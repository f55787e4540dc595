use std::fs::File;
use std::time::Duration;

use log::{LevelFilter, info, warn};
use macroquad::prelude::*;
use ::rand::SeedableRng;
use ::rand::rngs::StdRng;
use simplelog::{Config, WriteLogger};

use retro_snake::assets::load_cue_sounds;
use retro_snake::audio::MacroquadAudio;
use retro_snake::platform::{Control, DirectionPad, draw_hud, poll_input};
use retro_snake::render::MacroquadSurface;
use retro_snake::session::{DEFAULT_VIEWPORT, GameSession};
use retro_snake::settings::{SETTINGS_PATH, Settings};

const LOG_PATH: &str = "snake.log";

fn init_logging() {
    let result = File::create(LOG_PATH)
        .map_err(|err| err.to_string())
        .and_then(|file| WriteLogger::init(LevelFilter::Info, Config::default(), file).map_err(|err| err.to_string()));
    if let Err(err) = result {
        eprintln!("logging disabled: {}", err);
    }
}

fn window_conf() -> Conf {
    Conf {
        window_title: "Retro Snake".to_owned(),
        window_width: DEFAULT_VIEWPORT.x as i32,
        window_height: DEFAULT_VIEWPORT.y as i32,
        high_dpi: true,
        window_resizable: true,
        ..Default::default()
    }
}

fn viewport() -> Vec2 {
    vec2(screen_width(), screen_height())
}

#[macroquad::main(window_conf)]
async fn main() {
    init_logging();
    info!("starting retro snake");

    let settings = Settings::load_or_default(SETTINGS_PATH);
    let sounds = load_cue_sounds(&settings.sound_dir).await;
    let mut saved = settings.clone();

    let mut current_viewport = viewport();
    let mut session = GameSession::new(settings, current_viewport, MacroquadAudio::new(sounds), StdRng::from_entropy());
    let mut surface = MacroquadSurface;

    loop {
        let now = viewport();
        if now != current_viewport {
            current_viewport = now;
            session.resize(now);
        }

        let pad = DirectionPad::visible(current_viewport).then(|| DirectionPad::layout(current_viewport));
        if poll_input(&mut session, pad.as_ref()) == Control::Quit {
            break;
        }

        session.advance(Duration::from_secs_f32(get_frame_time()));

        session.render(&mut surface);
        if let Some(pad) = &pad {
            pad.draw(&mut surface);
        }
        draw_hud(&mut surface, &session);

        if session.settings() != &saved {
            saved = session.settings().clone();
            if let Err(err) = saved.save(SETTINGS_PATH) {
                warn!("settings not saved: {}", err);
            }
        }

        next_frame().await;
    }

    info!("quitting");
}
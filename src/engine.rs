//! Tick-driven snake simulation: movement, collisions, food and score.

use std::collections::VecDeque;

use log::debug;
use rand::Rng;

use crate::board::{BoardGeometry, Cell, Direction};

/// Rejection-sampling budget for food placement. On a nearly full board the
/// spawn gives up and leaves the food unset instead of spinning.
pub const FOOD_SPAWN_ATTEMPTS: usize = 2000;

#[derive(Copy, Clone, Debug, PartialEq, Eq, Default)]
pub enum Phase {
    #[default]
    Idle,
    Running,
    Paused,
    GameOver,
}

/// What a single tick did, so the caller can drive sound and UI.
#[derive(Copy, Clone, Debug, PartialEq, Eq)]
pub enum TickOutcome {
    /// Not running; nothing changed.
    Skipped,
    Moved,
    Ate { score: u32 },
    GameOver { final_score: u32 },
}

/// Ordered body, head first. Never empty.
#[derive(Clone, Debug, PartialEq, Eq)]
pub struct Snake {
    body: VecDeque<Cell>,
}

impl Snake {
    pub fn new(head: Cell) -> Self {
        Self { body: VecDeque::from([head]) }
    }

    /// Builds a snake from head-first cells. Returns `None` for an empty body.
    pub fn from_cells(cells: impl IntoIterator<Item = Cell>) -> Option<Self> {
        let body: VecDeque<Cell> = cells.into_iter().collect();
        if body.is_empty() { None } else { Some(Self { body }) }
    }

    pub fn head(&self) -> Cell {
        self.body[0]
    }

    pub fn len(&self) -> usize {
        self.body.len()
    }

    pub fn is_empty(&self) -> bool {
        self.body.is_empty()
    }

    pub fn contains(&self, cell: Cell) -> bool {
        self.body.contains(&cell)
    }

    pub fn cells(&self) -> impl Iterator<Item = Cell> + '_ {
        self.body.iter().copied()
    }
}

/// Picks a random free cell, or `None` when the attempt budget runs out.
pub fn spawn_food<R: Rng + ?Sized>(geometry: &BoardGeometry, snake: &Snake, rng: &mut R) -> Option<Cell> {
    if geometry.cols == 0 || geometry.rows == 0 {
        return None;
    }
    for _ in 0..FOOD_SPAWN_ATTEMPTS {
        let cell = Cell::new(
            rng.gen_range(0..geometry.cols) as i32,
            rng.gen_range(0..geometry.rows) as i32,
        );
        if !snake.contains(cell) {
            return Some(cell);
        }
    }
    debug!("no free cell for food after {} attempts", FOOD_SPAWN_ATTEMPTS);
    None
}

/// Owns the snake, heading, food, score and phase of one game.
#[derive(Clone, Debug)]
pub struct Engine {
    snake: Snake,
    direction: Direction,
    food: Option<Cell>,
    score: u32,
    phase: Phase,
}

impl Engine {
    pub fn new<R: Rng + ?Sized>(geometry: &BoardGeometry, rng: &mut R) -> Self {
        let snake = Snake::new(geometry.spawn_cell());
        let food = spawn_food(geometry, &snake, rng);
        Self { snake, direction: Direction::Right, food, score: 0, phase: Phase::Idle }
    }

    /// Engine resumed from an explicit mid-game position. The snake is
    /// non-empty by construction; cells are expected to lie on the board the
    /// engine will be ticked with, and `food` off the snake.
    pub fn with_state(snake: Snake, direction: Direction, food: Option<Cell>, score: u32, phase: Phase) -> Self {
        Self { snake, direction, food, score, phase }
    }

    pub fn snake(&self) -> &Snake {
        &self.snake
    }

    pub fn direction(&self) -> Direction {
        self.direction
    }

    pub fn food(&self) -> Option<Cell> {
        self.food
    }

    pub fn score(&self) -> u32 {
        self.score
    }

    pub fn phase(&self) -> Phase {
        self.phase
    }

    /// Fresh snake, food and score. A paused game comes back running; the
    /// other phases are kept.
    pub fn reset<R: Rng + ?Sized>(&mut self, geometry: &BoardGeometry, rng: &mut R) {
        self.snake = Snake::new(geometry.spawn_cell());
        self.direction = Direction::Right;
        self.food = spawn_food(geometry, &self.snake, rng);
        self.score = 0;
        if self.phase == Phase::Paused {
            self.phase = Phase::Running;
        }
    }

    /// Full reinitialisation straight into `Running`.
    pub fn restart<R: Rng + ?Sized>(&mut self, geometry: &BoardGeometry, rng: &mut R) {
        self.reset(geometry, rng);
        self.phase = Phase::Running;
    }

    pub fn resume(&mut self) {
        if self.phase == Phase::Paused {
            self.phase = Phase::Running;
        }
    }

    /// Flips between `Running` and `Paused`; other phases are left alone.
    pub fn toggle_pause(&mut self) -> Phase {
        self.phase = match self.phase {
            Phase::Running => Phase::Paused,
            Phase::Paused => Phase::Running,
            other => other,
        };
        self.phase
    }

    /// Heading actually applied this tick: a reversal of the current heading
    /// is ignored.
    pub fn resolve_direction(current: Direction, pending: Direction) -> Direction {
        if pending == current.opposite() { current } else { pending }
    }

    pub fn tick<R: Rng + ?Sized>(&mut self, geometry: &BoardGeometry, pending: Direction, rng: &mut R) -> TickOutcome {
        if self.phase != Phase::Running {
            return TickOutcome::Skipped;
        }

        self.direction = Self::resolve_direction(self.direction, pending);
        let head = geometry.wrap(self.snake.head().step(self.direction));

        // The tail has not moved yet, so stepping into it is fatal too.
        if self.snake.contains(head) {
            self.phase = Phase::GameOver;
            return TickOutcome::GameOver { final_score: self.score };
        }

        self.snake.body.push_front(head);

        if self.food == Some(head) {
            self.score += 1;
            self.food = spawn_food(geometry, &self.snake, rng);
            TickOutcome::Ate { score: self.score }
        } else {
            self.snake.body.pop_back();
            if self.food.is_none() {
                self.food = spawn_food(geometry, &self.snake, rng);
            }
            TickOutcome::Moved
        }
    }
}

Task requirements:
Nothing but a number should be given: the count of lines above that hold "derive".

Solution:
4